*Work task*: Every line that contains the word "CycleReport" is to be copied from the listing.

*Source data*:
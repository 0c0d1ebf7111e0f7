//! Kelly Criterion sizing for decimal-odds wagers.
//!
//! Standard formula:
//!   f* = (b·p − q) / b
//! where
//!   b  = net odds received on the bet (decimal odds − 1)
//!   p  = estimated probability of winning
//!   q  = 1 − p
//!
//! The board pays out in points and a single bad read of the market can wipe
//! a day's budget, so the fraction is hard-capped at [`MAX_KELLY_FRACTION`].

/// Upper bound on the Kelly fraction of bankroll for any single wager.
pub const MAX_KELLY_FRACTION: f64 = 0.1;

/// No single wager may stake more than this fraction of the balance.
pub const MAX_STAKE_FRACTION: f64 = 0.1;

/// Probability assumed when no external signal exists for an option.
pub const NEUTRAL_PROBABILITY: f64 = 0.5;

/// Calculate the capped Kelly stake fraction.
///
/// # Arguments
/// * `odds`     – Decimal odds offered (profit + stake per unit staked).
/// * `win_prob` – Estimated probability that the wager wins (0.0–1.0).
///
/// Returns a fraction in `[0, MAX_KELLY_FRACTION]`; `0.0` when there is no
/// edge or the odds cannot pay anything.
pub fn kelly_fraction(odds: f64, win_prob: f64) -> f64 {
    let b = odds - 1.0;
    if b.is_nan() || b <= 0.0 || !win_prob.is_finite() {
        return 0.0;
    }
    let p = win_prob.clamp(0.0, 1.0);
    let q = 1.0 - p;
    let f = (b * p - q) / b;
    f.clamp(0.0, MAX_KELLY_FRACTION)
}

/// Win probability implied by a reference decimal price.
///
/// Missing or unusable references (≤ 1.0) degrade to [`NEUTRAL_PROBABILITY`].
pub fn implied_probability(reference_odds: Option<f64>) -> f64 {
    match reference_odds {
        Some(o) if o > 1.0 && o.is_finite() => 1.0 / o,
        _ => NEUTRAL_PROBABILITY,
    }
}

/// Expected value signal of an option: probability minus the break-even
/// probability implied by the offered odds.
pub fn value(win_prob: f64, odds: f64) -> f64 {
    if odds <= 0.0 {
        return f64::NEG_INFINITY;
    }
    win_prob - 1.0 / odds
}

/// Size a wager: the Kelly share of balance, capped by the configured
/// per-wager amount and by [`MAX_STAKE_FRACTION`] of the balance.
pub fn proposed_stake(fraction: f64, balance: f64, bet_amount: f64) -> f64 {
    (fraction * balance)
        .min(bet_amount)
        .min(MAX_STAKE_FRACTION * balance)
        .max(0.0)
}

...

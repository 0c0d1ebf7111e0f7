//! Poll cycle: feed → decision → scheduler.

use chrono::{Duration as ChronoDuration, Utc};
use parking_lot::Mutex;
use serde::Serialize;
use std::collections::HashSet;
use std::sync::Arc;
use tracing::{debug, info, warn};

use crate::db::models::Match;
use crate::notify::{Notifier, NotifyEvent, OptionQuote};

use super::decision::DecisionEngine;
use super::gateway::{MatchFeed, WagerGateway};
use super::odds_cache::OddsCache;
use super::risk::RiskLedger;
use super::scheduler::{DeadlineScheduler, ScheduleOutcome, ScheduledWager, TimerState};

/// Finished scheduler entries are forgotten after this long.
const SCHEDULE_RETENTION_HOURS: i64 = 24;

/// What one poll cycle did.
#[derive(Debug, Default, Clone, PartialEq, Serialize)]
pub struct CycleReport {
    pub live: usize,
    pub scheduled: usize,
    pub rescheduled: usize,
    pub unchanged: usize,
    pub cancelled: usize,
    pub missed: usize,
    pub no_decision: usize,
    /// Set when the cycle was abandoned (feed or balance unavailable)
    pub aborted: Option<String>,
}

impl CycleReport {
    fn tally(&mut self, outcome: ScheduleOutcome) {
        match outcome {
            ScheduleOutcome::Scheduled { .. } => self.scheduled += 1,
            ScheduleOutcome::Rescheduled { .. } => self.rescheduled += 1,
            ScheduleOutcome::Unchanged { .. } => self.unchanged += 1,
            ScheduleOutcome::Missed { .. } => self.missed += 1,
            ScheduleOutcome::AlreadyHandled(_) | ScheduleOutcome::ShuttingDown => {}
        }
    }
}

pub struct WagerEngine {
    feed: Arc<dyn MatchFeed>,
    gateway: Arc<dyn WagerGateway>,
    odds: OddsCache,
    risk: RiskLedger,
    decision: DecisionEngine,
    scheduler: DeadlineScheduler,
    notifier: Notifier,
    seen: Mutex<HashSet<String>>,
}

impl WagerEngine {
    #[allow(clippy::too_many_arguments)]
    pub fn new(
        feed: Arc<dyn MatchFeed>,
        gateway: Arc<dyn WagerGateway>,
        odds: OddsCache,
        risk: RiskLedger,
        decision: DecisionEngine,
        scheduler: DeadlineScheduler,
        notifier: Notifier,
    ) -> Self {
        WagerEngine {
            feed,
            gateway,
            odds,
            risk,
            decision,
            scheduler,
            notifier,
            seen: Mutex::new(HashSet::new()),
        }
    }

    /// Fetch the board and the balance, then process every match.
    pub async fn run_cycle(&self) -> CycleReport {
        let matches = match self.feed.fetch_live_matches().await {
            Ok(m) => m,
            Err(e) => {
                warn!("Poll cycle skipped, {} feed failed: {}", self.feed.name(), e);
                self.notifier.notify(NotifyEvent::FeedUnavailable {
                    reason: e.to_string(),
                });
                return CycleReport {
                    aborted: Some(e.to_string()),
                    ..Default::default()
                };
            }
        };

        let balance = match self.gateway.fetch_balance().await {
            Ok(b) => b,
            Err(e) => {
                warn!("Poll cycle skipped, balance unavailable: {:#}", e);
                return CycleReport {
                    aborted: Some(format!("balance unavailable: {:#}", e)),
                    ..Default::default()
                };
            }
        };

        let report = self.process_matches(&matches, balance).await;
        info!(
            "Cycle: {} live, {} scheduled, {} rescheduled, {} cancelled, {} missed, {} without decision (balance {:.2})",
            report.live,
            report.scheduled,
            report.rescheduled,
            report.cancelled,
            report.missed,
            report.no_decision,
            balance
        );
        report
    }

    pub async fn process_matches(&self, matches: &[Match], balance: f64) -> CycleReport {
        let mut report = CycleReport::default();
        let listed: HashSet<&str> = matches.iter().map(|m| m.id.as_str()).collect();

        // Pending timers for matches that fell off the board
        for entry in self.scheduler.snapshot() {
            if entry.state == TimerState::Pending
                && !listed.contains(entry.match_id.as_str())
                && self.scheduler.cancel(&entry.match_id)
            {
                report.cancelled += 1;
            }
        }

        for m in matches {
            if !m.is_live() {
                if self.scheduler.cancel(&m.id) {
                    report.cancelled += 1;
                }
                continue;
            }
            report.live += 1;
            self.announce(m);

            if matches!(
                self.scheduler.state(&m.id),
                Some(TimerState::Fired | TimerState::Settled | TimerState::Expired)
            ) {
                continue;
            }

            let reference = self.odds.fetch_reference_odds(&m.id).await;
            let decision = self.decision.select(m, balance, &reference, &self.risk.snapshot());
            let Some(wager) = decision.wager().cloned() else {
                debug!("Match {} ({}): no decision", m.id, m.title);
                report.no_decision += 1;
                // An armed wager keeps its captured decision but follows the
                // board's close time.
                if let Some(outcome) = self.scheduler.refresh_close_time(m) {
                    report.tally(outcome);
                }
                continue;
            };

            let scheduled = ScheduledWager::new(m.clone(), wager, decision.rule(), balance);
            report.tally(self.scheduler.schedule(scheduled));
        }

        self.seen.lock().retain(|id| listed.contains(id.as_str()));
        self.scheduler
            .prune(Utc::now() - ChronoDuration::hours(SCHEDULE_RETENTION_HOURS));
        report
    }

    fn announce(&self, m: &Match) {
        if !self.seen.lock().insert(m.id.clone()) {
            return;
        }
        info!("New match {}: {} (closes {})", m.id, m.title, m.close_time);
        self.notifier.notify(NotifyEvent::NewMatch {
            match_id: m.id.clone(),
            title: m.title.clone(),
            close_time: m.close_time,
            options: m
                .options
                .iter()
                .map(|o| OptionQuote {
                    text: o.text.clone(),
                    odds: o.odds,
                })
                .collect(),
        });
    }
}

*Solved problem*:
pub struct CycleReport {
impl CycleReport {
    pub async fn run_cycle(&self) -> CycleReport {
                return CycleReport {
                return CycleReport {
    pub async fn process_matches(&self, matches: &[Match], balance: f64) -> CycleReport {
        let mut report = CycleReport::default();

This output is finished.